Top of Data supplied

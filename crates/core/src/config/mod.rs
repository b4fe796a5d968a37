//! Application configuration with layered loading.
//!
//! This module provides configuration management using figment for layered
//! configuration loading from multiple sources:
//!
//! 1. Environment variables (QCACHE_*)
//! 2. TOML config file (if QCACHE_CONFIG_FILE set)
//! 3. Built-in defaults

use std::path::PathBuf;
use std::time::Duration;

use figment::{
    Figment,
    providers::{Env, Format, Serialized, Toml},
};
use serde::{Deserialize, Serialize};

use crate::cache::adapter::{DEFAULT_TTL_SECONDS, QueryCacheConfig};

mod validation;

pub use validation::ConfigError;

/// Application configuration with layered loading.
///
/// Loading precedence (highest wins):
/// 1. Environment variables (QCACHE_*)
/// 2. TOML config file (if QCACHE_CONFIG_FILE set)
/// 3. Built-in defaults
#[derive(Debug, Clone, Serialize, Deserialize)]
pub struct AppConfig {
    /// Path to the SQLite cache database.
    ///
    /// Set via QCACHE_DB_PATH environment variable.
    #[serde(default = "default_db_path")]
    pub db_path: PathBuf,

    /// Time to live for entries stored without an explicit expiry.
    ///
    /// Set via QCACHE_DEFAULT_TTL_SECONDS environment variable.
    #[serde(default = "default_ttl_seconds")]
    pub default_ttl_seconds: u64,

    /// Whether host engines should cache every query.
    ///
    /// Set via QCACHE_GLOBAL environment variable.
    #[serde(default)]
    pub global: bool,

    /// Seconds between background purge sweeps.
    ///
    /// Set via QCACHE_PURGE_INTERVAL_SECS environment variable.
    #[serde(default = "default_purge_interval_secs")]
    pub purge_interval_secs: u64,

    /// Maximum expired entries removed per sweep.
    ///
    /// Set via QCACHE_PURGE_BATCH_SIZE environment variable.
    #[serde(default = "default_purge_batch_size")]
    pub purge_batch_size: usize,
}

fn default_db_path() -> PathBuf {
    PathBuf::from("./qcache.sqlite")
}

fn default_ttl_seconds() -> u64 {
    DEFAULT_TTL_SECONDS
}

fn default_purge_interval_secs() -> u64 {
    60
}

fn default_purge_batch_size() -> usize {
    500
}

impl Default for AppConfig {
    fn default() -> Self {
        Self {
            db_path: default_db_path(),
            default_ttl_seconds: default_ttl_seconds(),
            global: false,
            purge_interval_secs: default_purge_interval_secs(),
            purge_batch_size: default_purge_batch_size(),
        }
    }
}

impl AppConfig {
    pub fn default_ttl(&self) -> Duration {
        Duration::from_secs(self.default_ttl_seconds)
    }

    pub fn purge_interval(&self) -> Duration {
        Duration::from_secs(self.purge_interval_secs)
    }

    /// Adapter options derived from this configuration.
    pub fn query_cache(&self) -> QueryCacheConfig {
        QueryCacheConfig { default_ttl_seconds: Some(self.default_ttl_seconds), global: Some(self.global) }
    }

    /// Load configuration from all sources with layered precedence.
    ///
    /// # Errors
    ///
    /// Returns `ConfigError` if:
    /// - Configuration file cannot be read
    /// - Environment variables cannot be parsed
    /// - Validation fails after loading
    pub fn load() -> Result<Self, ConfigError> {
        let mut figment = Figment::from(Serialized::defaults(Self::default()));

        if let Ok(config_path) = std::env::var("QCACHE_CONFIG_FILE") {
            figment = figment.merge(Toml::file(&config_path));
        }

        figment = figment.merge(
            Env::prefixed("QCACHE_")
                .ignore(&["CONFIG_FILE"])
                .map(|key| key.as_str().to_lowercase().into()),
        );

        Self::extract(figment)
    }

    fn extract(figment: Figment) -> Result<Self, ConfigError> {
        let config: Self = figment.extract().map_err(|e| ConfigError::LoadFailed(e.to_string()))?;
        config.validate()?;
        Ok(config)
    }
}

#[cfg(test)]
mod tests {
    use super::*;

    #[test]
    fn test_default_config() {
        let config = AppConfig::default();
        assert_eq!(config.db_path, PathBuf::from("./qcache.sqlite"));
        assert_eq!(config.default_ttl_seconds, 60);
        assert!(!config.global);
        assert_eq!(config.purge_interval_secs, 60);
        assert_eq!(config.purge_batch_size, 500);
    }

    #[test]
    fn test_durations() {
        let config = AppConfig { default_ttl_seconds: 5, purge_interval_secs: 7, ..Default::default() };
        assert_eq!(config.default_ttl(), Duration::from_secs(5));
        assert_eq!(config.purge_interval(), Duration::from_secs(7));
    }

    #[test]
    fn test_query_cache_config() {
        let config = AppConfig { global: true, default_ttl_seconds: 120, ..Default::default() };
        let qc = config.query_cache();
        assert_eq!(qc.global, Some(true));
        assert_eq!(qc.default_ttl_seconds, Some(120));
    }

    #[test]
    fn test_toml_layer_overrides_defaults() {
        let figment = Figment::from(Serialized::defaults(AppConfig::default()))
            .merge(Toml::string("global = true\npurge_batch_size = 50\n"));

        let config = AppConfig::extract(figment).unwrap();
        assert!(config.global);
        assert_eq!(config.purge_batch_size, 50);
        assert_eq!(config.default_ttl_seconds, 60);
    }

    #[test]
    fn test_invalid_layer_rejected() {
        let figment =
            Figment::from(Serialized::defaults(AppConfig::default())).merge(Toml::string("purge_batch_size = 0\n"));

        assert!(matches!(AppConfig::extract(figment), Err(ConfigError::Invalid { .. })));
    }
}
//! cache_delete tool implementation.

use qcache_core::{Error, TtlStore};
use rmcp::{
    ErrorData as McpError,
    model::{CallToolResult, Content},
};
use schemars::JsonSchema;
use serde::{Deserialize, Serialize};

/// Parameters for the cache_delete tool.
#[derive(Debug, Clone, Serialize, Deserialize, JsonSchema)]
pub struct CacheDeleteParams {
    /// The key to delete. Missing keys are not an error.
    pub key: String,
}

/// Output from the cache_delete tool.
#[derive(Debug, Clone, Serialize, Deserialize, JsonSchema)]
pub struct CacheDeleteOutput {
    pub key: String,
}

/// Implementation of the cache_delete tool.
pub async fn delete_impl(store: &TtlStore, params: CacheDeleteParams) -> Result<CallToolResult, McpError> {
    store.del(&params.key).await?;

    let output = CacheDeleteOutput { key: params.key };
    let json = serde_json::to_string_pretty(&output)
        .map_err(|e| Error::InvalidInput(format!("Failed to serialize output: {e}")))?;

    Ok(CallToolResult::success(vec![Content::text(json)]))
}
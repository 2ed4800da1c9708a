use axum::{
    routing::{delete, get, post},
    Router,
};
use std::sync::Arc;

use crate::presentation::http::handlers::DocumentHandler;

pub fn document_routes(document_handler: Arc<DocumentHandler>) -> Router {
    Router::new()
        .route("/documents", post(DocumentHandler::upload_document))
        .route("/documents", get(DocumentHandler::list_documents))
        .route("/documents/{document_id}", get(DocumentHandler::get_document))
        .route(
            "/documents/{document_id}",
            delete(DocumentHandler::delete_document),
        )
        .route(
            "/documents/{document_id}/reprocess",
            post(DocumentHandler::reprocess_document),
        )
        .with_state(document_handler)
}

Bottom of Data supplied

Retype the records above exactly as they appear.

- Task response -
filename crates/core/src/config/mod.rs
repository b4fe796a5d968a37
//! Application configuration with layered loading.
//!
//! This module provides configuration management using figment for layered
//! configuration loading from multiple sources:
//!
//! 1. Environment variables (QCACHE_*)
//! 2. TOML config file (if QCACHE_CONFIG_FILE set)
//! 3. Built-in defaults

use std::path::PathBuf;
use std::time::Duration;

use figment::{
    Figment,
    providers::{Env, Format, Serialized, Toml},
};
use serde::{Deserialize, Serialize};

use crate::cache::adapter::{DEFAULT_TTL_SECONDS, QueryCacheConfig};

mod validation;

pub use validation::ConfigError;

/// Application configuration with layered loading.
///
/// Loading precedence (highest wins):
/// 1. Environment variables (QCACHE_*)
/// 2. TOML config file (if QCACHE_CONFIG_FILE set)
/// 3. Built-in defaults
#[derive(Debug, Clone, Serialize, Deserialize)]
pub struct AppConfig {
    /// Path to the SQLite cache database.
    ///
    /// Set via QCACHE_DB_PATH environment variable.
    #[serde(default = "default_db_path")]
    pub db_path: PathBuf,

    /// Time to live for entries stored without an explicit expiry.
    ///
    /// Set via QCACHE_DEFAULT_TTL_SECONDS environment variable.
    #[serde(default = "default_ttl_seconds")]
    pub default_ttl_seconds: u64,

    /// Whether host engines should cache every query.
    ///
    /// Set via QCACHE_GLOBAL environment variable.
    #[serde(default)]
    pub global: bool,

    /// Seconds between background purge sweeps.
    ///
    /// Set via QCACHE_PURGE_INTERVAL_SECS environment variable.
    #[serde(default = "default_purge_interval_secs")]
    pub purge_interval_secs: u64,

    /// Maximum expired entries removed per sweep.
    ///
    /// Set via QCACHE_PURGE_BATCH_SIZE environment variable.
    #[serde(default = "default_purge_batch_size")]
    pub purge_batch_size: usize,
}

fn default_db_path() -> PathBuf {
    PathBuf::from("./qcache.sqlite")
}

fn default_ttl_seconds() -> u64 {
    DEFAULT_TTL_SECONDS
}

fn default_purge_interval_secs() -> u64 {
    60
}

fn default_purge_batch_size() -> usize {
    500
}

impl Default for AppConfig {
    fn default() -> Self {
        Self {
            db_path: default_db_path(),
            default_ttl_seconds: default_ttl_seconds(),
            global: false,
            purge_interval_secs: default_purge_interval_secs(),
            purge_batch_size: default_purge_batch_size(),
        }
    }
}

impl AppConfig {
    pub fn default_ttl(&self) -> Duration {
        Duration::from_secs(self.default_ttl_seconds)
    }

    pub fn purge_interval(&self) -> Duration {
        Duration::from_secs(self.purge_interval_secs)
    }

    /// Adapter options derived from this configuration.
    pub fn query_cache(&self) -> QueryCacheConfig {
        QueryCacheConfig { default_ttl_seconds: Some(self.default_ttl_seconds), global: Some(self.global) }
    }

    /// Load configuration from all sources with layered precedence.
    ///
    /// # Errors
    ///
    /// Returns `ConfigError` if:
    /// - Configuration file cannot be read
    /// - Environment variables cannot be parsed
    /// - Validation fails after loading
    pub fn load() -> Result<Self, ConfigError> {
        let mut figment = Figment::from(Serialized::defaults(Self::default()));

        if let Ok(config_path) = std::env::var("QCACHE_CONFIG_FILE") {
            figment = figment.merge(Toml::file(&config_path));
        }

        figment = figment.merge(
            Env::prefixed("QCACHE_")
                .ignore(&["CONFIG_FILE"])
                .map(|key| key.as_str().to_lowercase().into()),
        );

        Self::extract(figment)
    }

    fn extract(figment: Figment) -> Result<Self, ConfigError> {
        let config: Self = figment.extract().map_err(|e| ConfigError::LoadFailed(e.to_string()))?;
        config.validate()?;
        Ok(config)
    }
}

#[cfg(test)]
mod tests {
    use super::*;

    #[test]
    fn test_default_config() {
        let config = AppConfig::default();
        assert_eq!(config.db_path, PathBuf::from("./qcache.sqlite"));
        assert_eq!(config.default_ttl_seconds, 60);
        assert!(!config.global);
        assert_eq!(config.purge_interval_secs, 60);
        assert_eq!(config.purge_batch_size, 500);
    }

    #[test]
    fn test_durations() {
        let config = AppConfig { default_ttl_seconds: 5, purge_interval_secs: 7, ..Default::default() };
        assert_eq!(config.default_ttl(), Duration::from_secs(5));
        assert_eq!(config.purge_interval(), Duration::from_secs(7));
    }

    #[test]
    fn test_query_cache_config() {
        let config = AppConfig { global: true, default_ttl_seconds: 120, ..Default::default() };
        let qc = config.query_cache();
        assert_eq!(qc.global, Some(true));
        assert_eq!(qc.default_ttl_seconds, Some(120));
    }

    #[test]
    fn test_toml_layer_overrides_defaults() {
        let figment = Figment::from(Serialized::defaults(AppConfig::default()))
            .merge(Toml::string("global = true\npurge_batch_size = 50\n"));

        let config = AppConfig::extract(figment).unwrap();
        assert!(config.global);
        assert_eq!(config.purge_batch_size, 50);
        assert_eq!(config.default_ttl_seconds, 60);
    }

    #[test]
    fn test_invalid_layer_rejected() {
        let figment =
            Figment::from(Serialized::defaults(AppConfig::default())).merge(Toml::string("purge_batch_size = 0\n"));

        assert!(matches!(AppConfig::extract(figment), Err(ConfigError::Invalid { .. })));
    }
}
//! cache_delete tool implementation.

use qcache_core::{Error, TtlStore};
use rmcp::{
    ErrorData as McpError,
    model::{CallToolResult, Content},
};
use schemars::JsonSchema;
use serde::{Deserialize, Serialize};

/// Parameters for the cache_delete tool.
#[derive(Debug, Clone, Serialize, Deserialize, JsonSchema)]
pub struct CacheDeleteParams {
    /// The key to delete. Missing keys are not an error.
    pub key: String,
}

/// Output from the cache_delete tool.
#[derive(Debug, Clone, Serialize, Deserialize, JsonSchema)]
pub struct CacheDeleteOutput {
    pub key: String,
}

/// Implementation of the cache_delete tool.
pub async fn delete_impl(store: &TtlStore, params: CacheDeleteParams) -> Result<CallToolResult, McpError> {
    store.del(&params.key).await?;

    let output = CacheDeleteOutput { key: params.key };
    let json = serde_json::to_string_pretty(&output)
        .map_err(|e| Error::InvalidInput(format!("Failed to serialize output: {e}")))?;

    Ok(CallToolResult::success(vec![Content::text(json)]))
}
repository 2ed4800da1c9708a
use axum::{
    routing::{delete, get, post},
    Router,
};
use std::sync::Arc;

use crate::presentation::http::handlers::DocumentHandler;

pub fn document_routes(document_handler: Arc<DocumentHandler>) -> Router {
    Router::new()
        .route("/documents", post(DocumentHandler::upload_document))
        .route("/documents", get(DocumentHandler::list_documents))
        .route("/documents/{document_id}", get(DocumentHandler::get_document))
        .route(
            "/documents/{document_id}",
            delete(DocumentHandler::delete_document),
        )
        .route(
            "/documents/{document_id}/reprocess",
            post(DocumentHandler::reprocess_document),
        )
        .with_state(document_handler)
}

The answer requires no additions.